ABSTRACT
Many chapters of this book can be read as speculations about why the term
‘primitive’ appears to have continued currency in architecture in spite of its
denunciation within cultural theory and, particularly, post-colonialism. This
paper contends that this peculiar persistence can be attributed, in part at least,
to the unease of some architects at being cast as elite professionals within the
institutional structures of contemporary western society. Professional status
appears to be worn more proudly by others in the building industry: engineers,
surveyors, quantity surveyors. Many architects, it seems, are less driven by
productivity and profit, rather more preoccupied with a perceived transcen-
dence of the architectural object and an endeavour to build richly inhabitable
space for others.

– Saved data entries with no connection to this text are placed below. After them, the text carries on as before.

use axum::{
    Json, Router,
    body::Bytes,
    extract::{Path, State, rejection::JsonRejection},
    http::StatusCode,
    response::{IntoResponse, Response},
    routing::{delete, get, post, put},
};
use oauth_service::{AuthError, ErrorResponse, OAuthBroker};
use serde::Deserialize;
use serde_json::{Value, json};
use std::sync::Arc;
use youtube_client::{YouTubeApi, YouTubeApiError};

/// Shared state for the proxy routes
#[derive(Clone)]
pub struct ProxyState {
    pub youtube: Arc<dyn YouTubeApi>,
    pub broker: Arc<OAuthBroker>,
}

/// Errors a proxy route can answer with
#[derive(Debug, thiserror::Error)]
pub enum ProxyError {
    #[error("{0}")]
    NotFound(&'static str),

    #[error("{0}")]
    BadRequest(&'static str),

    #[error(transparent)]
    Auth(#[from] AuthError),

    /// Body missing, not JSON, or the wrong shape.
    #[error("invalid request body: {0}")]
    InvalidBody(#[from] JsonRejection),

    /// Any failure reported by the YouTube API.
    #[error("{message}: {source}")]
    Upstream {
        message: &'static str,
        #[source]
        source: YouTubeApiError,
    },
}

impl ProxyError {
    fn upstream(message: &'static str) -> impl FnOnce(YouTubeApiError) -> Self {
        move |source| match source {
            YouTubeApiError::VideoNotFound(_) => ProxyError::NotFound("Video not found"),
            source => ProxyError::Upstream { message, source },
        }
    }
}

impl IntoResponse for ProxyError {
    fn into_response(self) -> Response {
        let (status, body) = match self {
            ProxyError::Auth(err) => return err.into_response(),
            ProxyError::NotFound(message) => (
                StatusCode::NOT_FOUND,
                ErrorResponse {
                    error: message.to_string(),
                    details: None,
                },
            ),
            ProxyError::BadRequest(message) => (
                StatusCode::BAD_REQUEST,
                ErrorResponse {
                    error: message.to_string(),
                    details: None,
                },
            ),
            ProxyError::InvalidBody(rejection) => (
                StatusCode::BAD_REQUEST,
                ErrorResponse {
                    error: "Invalid request body".to_string(),
                    details: Some(Value::String(rejection.body_text())),
                },
            ),
            ProxyError::Upstream { message, source } => {
                tracing::error!(error = %source, "{message}");
                (
                    StatusCode::INTERNAL_SERVER_ERROR,
                    ErrorResponse {
                        error: message.to_string(),
                        details: Some(source.details()),
                    },
                )
            }
        };
        if status.is_client_error() {
            tracing::warn!(status = status.as_u16(), error = %body.error, "request rejected");
        }
        (status, Json(body)).into_response()
    }
}

#[derive(Debug, Deserialize)]
pub struct UpdateTitleRequest {
    #[serde(default)]
    pub title: String,
}

#[derive(Debug, Deserialize)]
pub struct AddCommentRequest {
    #[serde(default)]
    pub text: String,
}

/// The owning video is only needed by the client's own ownership check
#[derive(Debug, Deserialize)]
#[serde(rename_all = "camelCase")]
pub struct DeleteCommentRequest {
    #[serde(default)]
    pub video_id: Option<String>,
}

async fn get_video(
    State(state): State<ProxyState>,
    Path(video_id): Path<String>,
) -> Result<Json<Value>, ProxyError> {
    let token = state.broker.optional_access_token().await;
    let video = state
        .youtube
        .get_video(&video_id, token.as_deref())
        .await
        .map_err(ProxyError::upstream("Failed to fetch video details"))?;

    video
        .map(Json)
        .ok_or(ProxyError::NotFound("Video not found"))
}

async fn update_title(
    State(state): State<ProxyState>,
    Path(video_id): Path<String>,
    payload: Result<Json<UpdateTitleRequest>, JsonRejection>,
) -> Result<Json<Value>, ProxyError> {
    let Json(request) = payload?;
    if request.title.trim().is_empty() {
        return Err(ProxyError::BadRequest("Title is required"));
    }
    let token = state.broker.access_token().await?;
    let snippet = state
        .youtube
        .update_video_title(&video_id, &request.title, &token)
        .await
        .map_err(ProxyError::upstream("Failed to update video title"))?;

    tracing::info!(%video_id, "video title updated");
    Ok(Json(snippet))
}

async fn list_comments(
    State(state): State<ProxyState>,
    Path(video_id): Path<String>,
) -> Result<Json<Value>, ProxyError> {
    let token = state.broker.optional_access_token().await;
    let comments = state
        .youtube
        .list_comment_threads(&video_id, token.as_deref())
        .await
        .map_err(ProxyError::upstream("Failed to fetch comments"))?;
    Ok(Json(comments))
}

async fn add_comment(
    State(state): State<ProxyState>,
    Path(video_id): Path<String>,
    payload: Result<Json<AddCommentRequest>, JsonRejection>,
) -> Result<Json<Value>, ProxyError> {
    let Json(request) = payload?;
    if request.text.trim().is_empty() {
        return Err(ProxyError::BadRequest("Comment text is required"));
    }
    let token = state.broker.access_token().await?;
    let thread = state
        .youtube
        .insert_comment_thread(&video_id, &request.text, &token)
        .await
        .map_err(ProxyError::upstream("Failed to add comment"))?;

    tracing::info!(%video_id, "comment added");
    Ok(Json(thread))
}

async fn delete_comment(
    State(state): State<ProxyState>,
    Path(comment_id): Path<String>,
    body: Bytes,
) -> Result<Json<Value>, ProxyError> {
    // The body is optional and only informative.
    let video_id = serde_json::from_slice::<DeleteCommentRequest>(&body)
        .ok()
        .and_then(|r| r.video_id);
    let token = state.broker.access_token().await?;
    state
        .youtube
        .delete_comment(&comment_id, &token)
        .await
        .map_err(ProxyError::upstream("Failed to delete comment"))?;

    tracing::info!(%comment_id, video_id = video_id.as_deref().unwrap_or("-"), "comment deleted");
    Ok(Json(json!({ "success": true })))
}

/// Create the router for the video and comment proxy endpoints
pub fn create_router(state: ProxyState) -> Router {
    Router::new()
        .route("/api/video/{video_id}", get(get_video))
        .route("/api/video/{video_id}/title", put(update_title))
        .route("/api/video/{video_id}/comments", get(list_comments))
        .route("/api/video/{video_id}/comment", post(add_comment))
        .route("/api/comment/{comment_id}", delete(delete_comment))
        .with_state(state)
}
//! View-model for the mini-yt front end.
//!
//! [`App`] holds everything a form view renders (authentication flag, the
//! looked-up video, its comments, input fields, loading and error state) and
//! drives the proxy through a [`ProxyApi`]. Validation that the UI does before
//! touching the network lives here too.

use domain::{CommentThread, Video};
use std::sync::Arc;
use url::Url;

mod api;

pub use api::{ClientError, DEFAULT_API_BASE_URL, HttpProxyClient, ProxyApi};

pub const MSG_ENTER_VIDEO_ID: &str = "Please enter a video ID";
pub const MSG_AUTHENTICATE_FIRST: &str = "Please authenticate first";
pub const MSG_EMPTY_COMMENT: &str = "Comment cannot be empty";

pub struct App {
    api: Arc<dyn ProxyApi>,
    pub is_authenticated: bool,
    pub loading: bool,
    pub error: String,
    pub video_id: String,
    pub video: Option<Video>,
    pub comments: Vec<CommentThread>,
    pub new_title: String,
    pub new_comment: String,
}

impl App {
    pub fn new(api: Arc<dyn ProxyApi>) -> Self {
        Self {
            api,
            is_authenticated: false,
            loading: false,
            error: String::new(),
            video_id: String::new(),
            video: None,
            comments: Vec::new(),
            new_title: String::new(),
            new_comment: String::new(),
        }
    }

    /// Handle the page load after the consent screen redirected back.
    ///
    /// When `location` carries a `code` it is exchanged; on success the
    /// returned URL is `location` without its query, for the view to show
    /// instead.
    pub async fn handle_redirect(&mut self, location: &str) -> Option<String> {
        let mut url = Url::parse(location).ok()?;
        let code = url
            .query_pairs()
            .find(|(key, _)| key == "code")
            .map(|(_, value)| value.into_owned())?;

        match self.api.exchange_code(&code).await {
            Ok(()) => {
                self.is_authenticated = true;
                url.set_query(None);
                tracing::info!("authenticated");
                Some(url.into())
            }
            Err(err) => {
                tracing::warn!(error = %err, "code exchange failed");
                self.error = "Authentication failed".to_string();
                None
            }
        }
    }

    /// URL of the consent screen to navigate to
    pub async fn authenticate(&mut self) -> Option<String> {
        match self.api.auth_url().await {
            Ok(url) => Some(url),
            Err(err) => {
                tracing::warn!(error = %err, "auth url request failed");
                self.error = "Failed to generate auth URL".to_string();
                None
            }
        }
    }

    /// Look up `video_id` and then load its comments
    pub async fn fetch_video_details(&mut self) {
        if self.video_id.is_empty() {
            self.error = MSG_ENTER_VIDEO_ID.to_string();
            return;
        }

        self.begin();
        match self.api.get_video(&self.video_id).await {
            Ok(video) => {
                self.new_title = video.snippet.title.clone();
                self.video = Some(video);
                self.fetch_comments().await;
            }
            Err(err) => self.fail("Failed to fetch video details", err),
        }
        self.loading = false;
    }

    /// Comment failures are logged, not shown
    pub async fn fetch_comments(&mut self) {
        if self.video_id.is_empty() {
            return;
        }
        match self.api.list_comments(&self.video_id).await {
            Ok(comments) => self.comments = comments,
            Err(err) => tracing::warn!(error = %err, "failed to fetch comments"),
        }
    }

    pub async fn update_title(&mut self) {
        if !self.is_authenticated {
            self.error = MSG_AUTHENTICATE_FIRST.to_string();
            return;
        }

        self.begin();
        match self.api.update_title(&self.video_id, &self.new_title).await {
            Ok(()) => self.fetch_video_details().await,
            Err(err) => self.fail("Failed to update title", err),
        }
        self.loading = false;
    }

    pub async fn add_comment(&mut self) {
        if !self.is_authenticated {
            self.error = MSG_AUTHENTICATE_FIRST.to_string();
            return;
        }
        if self.new_comment.trim().is_empty() {
            self.error = MSG_EMPTY_COMMENT.to_string();
            return;
        }

        self.begin();
        match self.api.add_comment(&self.video_id, &self.new_comment).await {
            Ok(()) => {
                self.new_comment.clear();
                self.fetch_comments().await;
            }
            Err(err) => self.fail("Failed to add comment", err),
        }
        self.loading = false;
    }

    pub async fn delete_comment(&mut self, comment_id: &str) {
        if !self.is_authenticated {
            self.error = MSG_AUTHENTICATE_FIRST.to_string();
            return;
        }

        self.begin();
        match self.api.delete_comment(comment_id, &self.video_id).await {
            Ok(()) => self.fetch_comments().await,
            Err(err) => self.fail("Failed to delete comment", err),
        }
        self.loading = false;
    }

    /// Delete is only offered on comments written by the video's own channel
    pub fn can_delete(&self, comment: &CommentThread) -> bool {
        self.video
            .as_ref()
            .is_some_and(|video| comment.is_authored_by_owner_of(video))
    }

    pub fn deletable_comments(&self) -> impl Iterator<Item = &CommentThread> {
        self.comments.iter().filter(|c| self.can_delete(c))
    }

    fn begin(&mut self) {
        self.loading = true;
        self.error.clear();
    }

    fn fail(&mut self, message: &str, err: ClientError) {
        tracing::warn!(error = %err, "{message}");
        self.error = message.to_string();
    }
}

Architects are, perhaps, an elite uncomfortable with the
comforts of professional status, trying to do what they perceive as right while
accepting the institutional framing of their circumstances. This situation has
parallels with the attitudes of nineteenth-century philanthropy which seem to
characterize the notion of ‘primitive’: looking outward from a privileged and
supposedly educated position with an assumed benevolent curiosity and an
ultimate reluctance to disrupt the status quo. This paper seeks to explore the
curious persistence of ‘primitive’ in architecture by asserting, and investigating,
a perceived sense of guilt among certain architects surrounding expertise in
contemporary practice. It examines as a case study the London-based practice
Sergison Bates, their building, their writing about ‘the everyday’ and the use of
that term to describe their work by critics and journalists.